图3 紫果西番莲果皮中花色苷的化学结构Fig. 3 Structures of anthocyanins in Passiflora edulis Sims peel
根据峰6和峰12的分子离子峰及碎片离子峰的特征信息,峰6和峰12分别被鉴定为飞燕草素-3-葡萄糖苷和飞燕草素-3-(6”-丙二酰)葡萄糖苷。峰7及峰9的碎片离子峰表明这两种物质均为芍药素苷(m/z 301)的衍生物。其中峰7的分子离子峰M+m/z 463.124 18,表明其由芍药素与一分子葡萄糖结合而成,所以峰7被鉴定为芍药素-3-葡萄糖苷,其在紫果西番莲果皮中已见报道[18]。峰9(分子离子峰M+m/z 549.124 21,碎片离子峰m/z 463.124 00/301.068 40)被鉴定为芍药素-3-(6”-丙二酰)葡萄糖苷。根据峰11的质谱特征信息,其被鉴定为锦葵色素-3-葡萄糖苷,在西番莲果皮中已见报道[19]。

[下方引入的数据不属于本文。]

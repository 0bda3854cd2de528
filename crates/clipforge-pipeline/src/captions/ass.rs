//! ASS subtitle emission with karaoke word highlighting.

use clipforge_models::{CaptionChunk, FormatSpec};

use super::style::{CaptionStyle, HighlightStyle};

/// Render caption chunks as a complete ASS file.
pub fn render_ass(chunks: &[CaptionChunk], style: &CaptionStyle, spec: &FormatSpec) -> String {
    let mut lines = vec![header(style, spec)];
    for chunk in chunks {
        lines.push(dialogue_line(chunk, style));
    }
    lines.join("\n") + "\n"
}

fn header(style: &CaptionStyle, spec: &FormatSpec) -> String {
    format!(
        "[Script Info]\n\
         Title: Captions\n\
         ScriptType: v4.00+\n\
         WrapStyle: 0\n\
         ScaledBorderAndShadow: yes\n\
         YCbCr Matrix: TV.709\n\
         PlayResX: {width}\n\
         PlayResY: {height}\n\
         \n\
         [V4+ Styles]\n\
         Format: Name, Fontname, Fontsize, PrimaryColour, SecondaryColour, OutlineColour, \
         BackColour, Bold, Italic, Underline, StrikeOut, ScaleX, ScaleY, Spacing, Angle, \
         BorderStyle, Outline, Shadow, Alignment, MarginL, MarginR, MarginV, Encoding\n\
         {style_line}\n\
         \n\
         [Events]\n\
         Format: Layer, Start, End, Style, Name, MarginL, MarginR, MarginV, Effect, Text",
        width = spec.width,
        height = spec.height,
        style_line = style.to_ass_style("Default"),
    )
}

fn dialogue_line(chunk: &CaptionChunk, style: &CaptionStyle) -> String {
    let mut text = karaoke_text(chunk, style);

    if style.fade_in_ms > 0 || style.fade_out_ms > 0 {
        text = format!("{{\\fad({},{})}}{}", style.fade_in_ms, style.fade_out_ms, text);
    }

    format!(
        "Dialogue: 0,{start},{end},Default,,0,0,0,,{text}",
        start = format_time(chunk.out_start),
        end = format_time(chunk.out_end),
    )
}

/// `\kf` sweeps the secondary colour across each word for its duration,
/// measured in centiseconds.
fn karaoke_text(chunk: &CaptionChunk, style: &CaptionStyle) -> String {
    match style.highlight {
        HighlightStyle::None => chunk.text(),
        HighlightStyle::ColorSweep => chunk
            .words
            .iter()
            .map(|w| {
                let duration_cs = (w.duration() * 100.0).round().max(0.0) as u64;
                format!("{{\\kf{duration_cs}}}{}", w.text)
            })
            .collect::<Vec<_>>()
            .join(" "),
    }
}

/// ASS timestamp: `h:mm:ss.cc` (centiseconds).
fn format_time(seconds: f64) -> String {
    let seconds = seconds.max(0.0);
    let hours = (seconds / 3600.0) as u64;
    let minutes = ((seconds % 3600.0) / 60.0) as u64;
    let secs = seconds % 60.0;
    format!("{hours}:{minutes:02}:{secs:05.2}")
}

/// Escape an ASS file path for use inside a `subtitles=` filter argument.
pub fn subtitles_filter_path(path: &str) -> String {
    path.replace('\\', "\\\\").replace(':', "\\:")
}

表2 紫果西番莲果皮花色苷的鉴定及质谱特征Table 2 Identification and mass spectrometric properties of anthocyanins from Passi flora edulis Sims peel
图4 紫果西番莲果皮花色苷和VC的DPP自由基(A)、ABTS阳离子自由基(B)清除活性和FRAP(C)Fig. 4 Scavenging activities of anthocyanins from Passi flora edulis Sims peel and VC on 1,1-diphenyl-2-picrylhydrazyl radicals (A), 2,2’-azinobis(3-ethylbenzothiazoline-6-sulfonic acid) cation radicals (B) and their ferric ion reducing antioxidant power (C)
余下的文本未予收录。